Abstract
SummaryMonitoring translational regulation in response to environmental signals is crucial for understanding cellular proteostasis. However, only limited approaches are currently available for quantifying acute changes in protein synthesis induced by stimuli. Recently, a clickable puromycin analog, O-propargyl-puromycin (OPP), was developed and applied to label the C-termini of nascent polypeptide chains (NPCs). Following affinity purification via a click reaction, OPP allows for a proteomic analysis of NPCs. Despite its advantage, the affinity purification of NPCs using magnetic beads or resins inherently suffers from significant non-specific protein binding, which hinders accurate quantification of the nascent proteins.

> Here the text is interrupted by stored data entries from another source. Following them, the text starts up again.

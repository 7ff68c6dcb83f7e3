//! Lowering emitter: translates a parsed, analyzed [`Module`] into
//! Python source text (spec §4.5).
//!
//! Reuses the canonical emitter's document algebra (`fabula_fmt::ir`,
//! `fabula_fmt::printer`) for the same reason `fabula-fmt` itself does:
//! the printer's flat-vs-broken decision is target-agnostic. Only the
//! walk in [`walker`] differs -- it renders Python syntax instead of
//! Fabula's own.

mod builtins;
mod requirements;
mod walker;

use fabula_fmt::printer::{print, FormatConfig};
use fabula_parser::Module;
use fabula_sema::SemaContext;

/// Python favors four-space indentation (PEP 8); the canonical
/// emitter's tab-per-level default is specific to its own contract.
fn python_config() -> FormatConfig {
    FormatConfig { indent_unit: "    ".to_string(), max_width: 88 }
}

/// Render `module` as lowered Python source text, consulting `ctx` (the
/// output of `fabula_sema::analyze(module)`) to tell a genuine
/// user-defined method override apart from a recognized domain name it
/// would otherwise shadow (spec §4.5 points 5-6).
pub fn emit_lowered(module: &Module, ctx: &SemaContext) -> String {
    print(&walker::lower_module(module, ctx), &python_config())
}

#[cfg(test)]
mod tests {
    use super::*;
    use fabula_lexer::{lex, prepare};
    use fabula_parser::parse;

    fn lower_source(src: &str) -> String {
        let tokens = lex(src, "<test>").expect("lex");
        let module = parse(prepare(tokens), "<test>").expect("parse");
        let ctx = fabula_sema::analyze(&module);
        emit_lowered(&module, &ctx)
    }

    #[test]
    fn minimal_entry_point_lowers() {
        let out = lower_source("incipit {\n\tscribe \"hello\"\n}");
        assert!(out.contains("if __name__ == \"__main__\":"));
        assert!(out.contains("print(\"hello\")"));
    }

    #[test]
    fn discriminated_union_lowers_to_dataclass_variants() {
        let out = lower_source(
            "discretio Forma {\n\tCirculus { numerus radius }\n\tRectangulum { numerus latus numerus altum }\n}",
        );
        assert!(out.contains("@dataclass"));
        assert!(out.contains("class Circulus:"));
        assert!(out.contains("class Rectangulum:"));
        assert!(out.contains("Forma = Circulus | Rectangulum"));
    }

    #[test]
    fn match_lowers_to_case_patterns() {
        let out = lower_source(
            r#"
            discretio Forma {
                Circulus { numerus radius }
            }

            functio area(Forma f) -> numerus {
                discerne f {
                    casu Circulus pro radius {
                        reddit radius
                    }
                }
            }
            "#,
        );
        assert!(out.contains("match f:"));
        assert!(out.contains("case Circulus(radius):"));
    }

    #[test]
    fn builtin_append_rewrites_to_method_call() {
        let out = lower_source(
            "incipit {\n\tvaria Copia<numerus> xs = []\n\txs.appende(1)\n}",
        );
        assert!(out.contains("xs.append(1)"));
    }

    #[test]
    fn user_method_named_like_builtin_is_not_rewritten() {
        let out = lower_source(
            r#"
            genus Lista {
                functio appende(numerus x) -> vacuum {
                    tacet
                }
            }

            incipit {
                varia Lista l = novum Lista()
                l.appende(1)
            }
            "#,
        );
        assert!(out.contains("l.appende(1)"), "user-defined method should keep its own name:\n{out}");
    }

    #[test]
    fn null_coalesce_lowers_to_ternary_fallback() {
        let out = lower_source("varia numerus x = nihil vel 5");
        assert!(out.contains("if"));
        assert!(out.contains("is not None else"));
    }

    #[test]
    fn keyword_named_field_is_escaped() {
        // `in` is a legal Fabula field name (any identifier-or-keyword
        // token qualifies) but collides with Python's own `in`.
        let out = lower_source("genus Registrum { numerus in }");
        assert!(out.contains("in_"), "field named after a Python keyword should be escaped:\n{out}");
    }

    #[test]
    fn class_with_interface_lowers_to_protocol_and_dataclass() {
        let out = lower_source(
            r#"
            pactum Forma {
                functio area() -> numerus
            }

            genus Punctum pactum Forma {
                privata numerus x

                functio area() -> numerus {
                    reddit ego.x
                }
            }
            "#,
        );
        assert!(out.contains("class Forma(Protocol):"));
        assert!(out.contains("class Punctum(Forma):"));
        assert!(out.contains("def area(self) -> int:"));
    }

    #[test]
    fn enum_decl_lowers_with_mixed_values() {
        let out = lower_source("ordo Color { Rubrum, Viridis = 5, Caeruleus }");
        assert!(out.contains("from enum import Enum, auto"));
        assert!(out.contains("class Color(Enum):"));
        assert!(out.contains("Rubrum = auto()"));
        assert!(out.contains("Viridis = 5"));
    }

    #[test]
    fn entry_point_async_emits_asyncio_runner() {
        let out = lower_source("incipiet {\n\tscribe \"hi\"\n}");
        assert!(out.contains("import asyncio"));
        assert!(out.contains("async def main():"));
        assert!(out.contains("asyncio.run(main())"));
    }

    #[test]
    fn test_suite_lowers_to_unittest_case() {
        let out = lower_source(
            r#"
            probandum "arithmetic" {
                proba "adds" {
                    confirma 1 + 1 == 2
                }
            }
            "#,
        );
        assert!(out.contains("import unittest"));
        assert!(out.contains("unittest.TestCase"));
        assert!(out.contains("def test_adds(self):"));
    }

    #[test]
    fn template_lowers_to_format_call() {
        let out = lower_source(r#"varia textus s = scriptum("valor: §", 1)"#);
        assert!(out.contains(".format(1)"));
    }

    #[test]
    fn constructor_with_init_block_lowers_to_keyword_args() {
        let out = lower_source(
            r#"
            genus Punctum {
                numerus x
                numerus y
            }

            incipit {
                varia Punctum p = novum Punctum() { x: 1, y: 2 }
            }
            "#,
        );
        assert!(out.contains("Punctum(x=1, y=2)"));
    }

    #[test]
    fn convert_with_fallback_emits_helper_and_call() {
        let out = lower_source(r#"varia numerus n = "abc" numeratum vel 0"#);
        assert!(out.contains("def _fallback_numerus(value, fallback):"));
        assert!(out.contains("_fallback_numerus(\"abc\", 0)"));
    }

    #[test]
    fn import_path_lowers_to_dotted_module() {
        let out = lower_source(r#"§ importa ex "forma/circulus" Circulus"#);
        assert!(out.contains("from forma.circulus import Circulus"));
    }
}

To address this issue, we employed dual pulse labeling of NPCs with both OPP and stable isotope labeled amino acids to distinguish bona fide NPCs from non-specific proteins, thereby enabling the accurate quantitative profiling of NPCs. We applied this method to dissecting the transcription-coupled translation responses and quantified ~3,000 nascent proteins. We found that the translation of a subset of ribosomal proteins (e.g., RPSA, RPLP0) as well as signaling proteins (e.g., BCAR3, EFNA1, DUSP1) was significantly repressed by transcription inhibition. Together, the present method provides an accurate and broadly applicable nascent proteome profiling for many biological applications at the level of translation.
Publisher
Cold Spring Harbor Laboratory
Cited by
1 articles.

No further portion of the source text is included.